• [Record extracts]:
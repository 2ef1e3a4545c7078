// Copyright 2025 STARGA Inc.
// Licensed under the Apache License, Version 2.0 (the “License”);
// you may not use this file except in compliance with the License.
// You may obtain a copy of the License at:
//     http://www.apache.org/licenses/LICENSE-2.0
//
// Unless required by applicable law or agreed to in writing, software
// distributed under the License is distributed on an “AS IS” BASIS,
// WITHOUT WARRANTIES OR CONDITIONS OF ANY KIND, either express or implied.
// See the License for the specific language governing permissions and
// limitations under the License.

// Part of the MIND project (Machine Intelligence Native Design).

//! Reverse-mode differentiation through a pair of foreign calls.
//!
//! The forward call returns the primal outputs followed by residuals, all in
//! one result tuple. The backward call receives the residuals followed by
//! one cotangent per primal output and returns one cotangent per input.
//! Forward mode and higher-order derivatives are not provided.

use crate::attrs::Attributes;
use crate::buffer::HostArray;
use crate::call::CallSite;
use crate::error::{invalid, Result, XcallError};
use crate::types::ShapeDType;

#[derive(Debug, Clone)]
pub struct CustomVjp {
    fwd: CallSite,
    bwd: CallSite,
    num_primal: usize,
}

impl CustomVjp {
    /// `num_primal` leading results of `fwd` are primal outputs; the rest
    /// are residuals.
    pub fn new(fwd: CallSite, bwd: CallSite, num_primal: usize) -> Result<Self> {
        let declared = fwd.result_specs().len();
        if num_primal == 0 || num_primal > declared {
            return Err(invalid(format!(
                "forward call '{}' declares {declared} results; {num_primal} primal outputs is out of range",
                fwd.target().name
            )));
        }
        Ok(Self {
            fwd,
            bwd,
            num_primal,
        })
    }

    pub fn primal_specs(&self) -> &[ShapeDType] {
        &self.fwd.result_specs()[..self.num_primal]
    }

    pub fn residual_specs(&self) -> &[ShapeDType] {
        &self.fwd.result_specs()[self.num_primal..]
    }

    /// Primal outputs only.
    pub fn call(&self, inputs: &[&HostArray], attrs: Attributes) -> Result<Vec<HostArray>> {
        let mut outputs = self.fwd.call(inputs, attrs)?;
        outputs.truncate(self.num_primal);
        Ok(outputs)
    }

    /// Primal outputs plus the pullback that maps output cotangents to
    /// input cotangents.
    pub fn vjp(
        &self,
        inputs: &[&HostArray],
        attrs: Attributes,
    ) -> Result<(Vec<HostArray>, Pullback)> {
        let input_specs: Vec<ShapeDType> = inputs
            .iter()
            .map(|a| ShapeDType::from_dims(a.dtype(), a.dims()))
            .collect();
        if self.bwd.result_specs() != input_specs.as_slice() {
            return Err(invalid(format!(
                "backward call '{}' produces {:?}, inputs are {:?}",
                self.bwd.target().name,
                self.bwd.result_specs(),
                input_specs
            )));
        }
        let mut outputs = self.fwd.call(inputs, attrs.clone())?;
        let residuals = outputs.split_off(self.num_primal);
        tracing::debug!(
            target_name = %self.fwd.target().name,
            residuals = residuals.len(),
            "forward pass recorded"
        );
        let pullback = Pullback {
            bwd: self.bwd.clone(),
            residuals,
            primal_specs: self.primal_specs().to_vec(),
            attrs,
        };
        Ok((outputs, pullback))
    }

    pub fn jvp(&self) -> Result<()> {
        Err(XcallError::NotImplemented(format!(
            "forward-mode differentiation of '{}' is not supported; only the custom VJP is defined",
            self.fwd.target().name
        )))
    }
}

/// Residuals of one forward pass, bound to the backward call.
#[derive(Debug, Clone)]
pub struct Pullback {
    bwd: CallSite,
    residuals: Vec<HostArray>,
    primal_specs: Vec<ShapeDType>,
    attrs: Attributes,
}

impl Pullback {
    pub fn residuals(&self) -> &[HostArray] {
        &self.residuals
    }

    pub fn apply(&self, cotangents: &[&HostArray]) -> Result<Vec<HostArray>> {
        if cotangents.len() != self.primal_specs.len() {
            return Err(invalid(format!(
                "{} cotangents for {} primal outputs",
                cotangents.len(),
                self.primal_specs.len()
            )));
        }
        for (i, (ct, spec)) in cotangents.iter().zip(&self.primal_specs).enumerate() {
            if ShapeDType::from_dims(ct.dtype(), ct.dims()) != *spec {
                return Err(invalid(format!(
                    "cotangent {i} is {}{:?}, primal output is {spec}",
                    ct.dtype(),
                    ct.dims()
                )));
            }
        }
        let args: Vec<&HostArray> =
            self.residuals.iter().chain(cotangents.iter().copied()).collect();
        self.bwd.call(&args, self.attrs.clone())
    }
}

• [Work instructions]: Your job is to copy out every line from the records above that has the word "only".

• [Reply]:
    /// Primal outputs only.
            "forward-mode differentiation of '{}' is not supported; only the custom VJP is defined",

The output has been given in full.